[Work item] Please filter the entries and return only the lines that include "HashController".

(Beginning of Data for review)

//! Omega File System Controller
//!
//! One handle-based API for opening, reading, writing and closing files,
//! whatever storage backend sits underneath (the flash filesystem on the
//! target, the host filesystem during testing).
//!
//! # Architecture
//!
//! ```text
//! ┌──────────────────────────────────────┐
//! │      Firmware / hashing pipeline     │
//! └──────────────────┬───────────────────┘
//!                    │ open/read/write/close
//! ┌──────────────────▼───────────────────┐
//! │           Controller facade          │
//! │  - Open-mode validation              │
//! │  - Handle table (generation tagged)  │
//! │  - Read engine (line/chunk/all)      │
//! │  - Write path                        │
//! └──────────────────┬───────────────────┘
//!                    │ StorageBackend trait
//! ┌─────────┬────────┴────────┬──────────┐
//! │ flashfs │     hostfs      │   ramfs  │
//! └─────────┴─────────────────┴──────────┘
//! ```
//!
//! The two real backends disagree on line endings. Every read result is
//! normalized so that `\r\n` surfaces as `\n`, which keeps content hashes
//! independent of the backend a file came from.
//!
//! ```
//! use omega_fsctl::{Controller, OpenMode, RamBackend, ReadMode};
//!
//! let mut ctl = Controller::init(RamBackend::flash());
//! let fh = ctl.open_file("boot.cfg", OpenMode::WRITING | OpenMode::OVERWRITE).unwrap();
//! ctl.write_file(fh, b"mode=fast\n", 10).unwrap();
//! ctl.close_file(fh).unwrap();
//!
//! let fh = ctl.open_file("boot.cfg", OpenMode::READING).unwrap();
//! assert_eq!(&*ctl.read_file(fh, ReadMode::Line, 0).unwrap(), b"mode=fast\n");
//! ctl.close_file(fh).unwrap();
//! ```

#![cfg_attr(not(test), no_std)]

extern crate alloc;

pub mod backend;
pub mod buffer;
pub mod config;
pub mod controller;
pub mod error;
pub mod handle;
pub mod mode;
pub mod path;
pub mod ram;
pub mod read;
pub mod shared;
mod write;

pub use backend::{BackendError, BackendResult, OpenOptions, StorageBackend};
pub use buffer::ReadBuf;
pub use config::ControllerConfig;
pub use controller::{Controller, HandleInfo};
pub use error::{FsError, FsResult};
pub use handle::{FileHandle, HandleTable, Session};
pub use mode::{validate as validate_open_mode, OpenMode, LEGAL_MODES};
pub use ram::{BackendStats, LineEnding, RamBackend, RamDescriptor};
pub use read::ReadMode;
pub use shared::SharedController;

/// Maximum path length
pub const MAX_PATH: usize = 256;
//! Omega content hashing
//!
//! Streams file content through SHA-256 after the controller has normalized
//! line endings, so a file hashes the same whether it came off flash
//! (`\r\n`) or the host (`\n`).

#![cfg_attr(not(test), no_std)]

extern crate alloc;

use alloc::string::String;
use log::debug;
use omega_fsctl::{Controller, FileHandle, FsError, FsResult, OpenMode, ReadMode, StorageBackend};
use sha2::{Digest as _, Sha256};

/// SHA-256 digest
pub type Digest = [u8; 32];

/// Digest length in bytes
pub const DIGEST_LEN: usize = 32;

/// Incremental SHA-256
#[derive(Clone, Default)]
pub struct HashController {
    ctx: Sha256,
    bytes: u64,
}

impl HashController {
    pub fn new() -> Self {
        Self::default()
    }

    /// Drop any data hashed so far
    pub fn reset(&mut self) {
        self.ctx.reset();
        self.bytes = 0;
    }

    /// Feed bytes
    pub fn update(&mut self, data: &[u8]) {
        self.ctx.update(data);
        self.bytes += data.len() as u64;
    }

    /// Produce the digest and start over
    pub fn finish(&mut self) -> Digest {
        let mut out = [0u8; DIGEST_LEN];
        out.copy_from_slice(&self.ctx.finalize_reset());
        self.bytes = 0;
        out
    }

    /// Bytes fed since the last reset
    pub fn bytes_hashed(&self) -> u64 {
        self.bytes
    }
}

/// How [`hash_file`] pulls content from the controller
#[derive(Debug, Clone, Copy, PartialEq, Eq)]
pub enum HashStrategy {
    /// One line per read
    Lines,
    /// Fixed-size chunks
    Chunks(usize),
    /// The whole file in one read
    Whole,
}

impl HashStrategy {
    fn read_mode(&self) -> (ReadMode, usize) {
        match *self {
            HashStrategy::Lines => (ReadMode::Line, 0),
            HashStrategy::Chunks(n) => (ReadMode::Chunk, n),
            HashStrategy::Whole => (ReadMode::All, 0),
        }
    }
}

/// Hash the normalized content of `path`
///
/// The handle is closed on every path out, including read failures.
pub fn hash_file<B: StorageBackend>(
    ctl: &mut Controller<B>,
    path: &str,
    strategy: HashStrategy,
) -> FsResult<Digest> {
    let handle = ctl.open_file(path, OpenMode::READING)?;
    let mut hasher = HashController::new();

    let fed = feed(ctl, handle, strategy, &mut hasher);
    let closed = ctl.close_file(handle);
    fed?;
    closed?;

    debug!("hashed {}: {} bytes", path, hasher.bytes_hashed());
    Ok(hasher.finish())
}

fn feed<B: StorageBackend>(
    ctl: &mut Controller<B>,
    handle: FileHandle,
    strategy: HashStrategy,
    hasher: &mut HashController,
) -> FsResult<()> {
    let (mode, size_hint) = strategy.read_mode();
    loop {
        match ctl.read_file(handle, mode, size_hint) {
            Ok(buf) => hasher.update(&buf),
            Err(FsError::EndOfFile) => return Ok(()),
            Err(e) => return Err(e),
        }
    }
}

/// Lowercase hex rendering of a digest
pub fn to_hex(digest: &Digest) -> String {
    hex::encode(digest)
}
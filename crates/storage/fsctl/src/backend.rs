//! Storage backend interface
//!
//! A backend is the raw filesystem the controller sits on: the flash
//! filesystem on the target, or the host filesystem during testing. The
//! controller only ever calls the four primitives below and never assumes a
//! line-ending convention from them.

/// Backend result type
pub type BackendResult<T> = Result<T, BackendError>;

/// Errors reported by a storage backend
#[derive(Debug, Clone, Copy, PartialEq, Eq)]
pub enum BackendError {
    /// Path not present
    NotFound,
    /// No descriptor slots left
    TooManyOpenFiles,
    /// Backend could not allocate memory
    OutOfMemory,
    /// No space left on device
    NoSpace,
    /// Path rejected by the backend
    InvalidPath,
    /// Descriptor is not usable for the requested operation
    BadDescriptor,
    /// Driver-level I/O error (errno style)
    Io(i32),
    /// Anything else
    Other,
}

/// Open flags handed to the backend
#[derive(Debug, Clone, Copy, PartialEq, Eq, Default)]
pub struct OpenOptions {
    /// Read access
    pub read: bool,
    /// Write access
    pub write: bool,
    /// Create if not exists
    pub create: bool,
    /// Truncate on open
    pub truncate: bool,
    /// Every write lands at end of file
    pub append: bool,
}

/// Raw storage primitives
///
/// `read` returns `Ok(0)` at end of file. Short reads and short writes are
/// legal; the controller deals with both.
pub trait StorageBackend {
    /// Backend-owned open file state
    type Descriptor;

    /// Get backend name
    fn name(&self) -> &'static str;

    /// Open (and possibly create/truncate) a file
    fn open(&mut self, path: &str, options: OpenOptions) -> BackendResult<Self::Descriptor>;

    /// Read up to `buf.len()` bytes at the descriptor's position
    fn read(&mut self, fd: &mut Self::Descriptor, buf: &mut [u8]) -> BackendResult<usize>;

    /// Write bytes, returning how many were accepted
    fn write(&mut self, fd: &mut Self::Descriptor, data: &[u8]) -> BackendResult<usize>;

    /// Close a descriptor
    fn close(&mut self, fd: Self::Descriptor) -> BackendResult<()>;
}

impl<T: StorageBackend + ?Sized> StorageBackend for &mut T {
    type Descriptor = T::Descriptor;

    fn name(&self) -> &'static str {
        (**self).name()
    }

    fn open(&mut self, path: &str, options: OpenOptions) -> BackendResult<Self::Descriptor> {
        (**self).open(path, options)
    }

    fn read(&mut self, fd: &mut Self::Descriptor, buf: &mut [u8]) -> BackendResult<usize> {
        (**self).read(fd, buf)
    }

    fn write(&mut self, fd: &mut Self::Descriptor, data: &[u8]) -> BackendResult<usize> {
        (**self).write(fd, data)
    }

    fn close(&mut self, fd: Self::Descriptor) -> BackendResult<()> {
        (**self).close(fd)
    }
}
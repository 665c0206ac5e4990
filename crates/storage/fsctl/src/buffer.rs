//! Read result buffers

use core::ops::Deref;

use crate::handle::FileHandle;

/// View of a controller-owned read result
///
/// The bytes live in the session's scratch buffer. The borrow ends before
/// the next controller call, which is when the storage gets reused; call
/// [`Controller::release_buffer`](crate::Controller::release_buffer) to hand
/// the memory back outright.
#[derive(Debug, Clone, Copy)]
pub struct ReadBuf<'a> {
    handle: FileHandle,
    data: &'a [u8],
    capacity: usize,
}

impl<'a> ReadBuf<'a> {
    pub(crate) fn new(handle: FileHandle, data: &'a [u8], capacity: usize) -> Self {
        debug_assert!(data.len() <= capacity);
        ReadBuf {
            handle,
            data,
            capacity,
        }
    }

    /// Handle the bytes were read from
    pub fn handle(&self) -> FileHandle {
        self.handle
    }

    /// Bytes produced
    pub fn as_bytes(&self) -> &'a [u8] {
        self.data
    }

    /// Size of the backing allocation
    pub fn capacity(&self) -> usize {
        self.capacity
    }
}

impl Deref for ReadBuf<'_> {
    type Target = [u8];

    fn deref(&self) -> &[u8] {
        self.data
    }
}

(End of Data for review)

[Result for this task]
pub struct HashController {
impl HashController {
    let mut hasher = HashController::new();
    hasher: &mut HashController,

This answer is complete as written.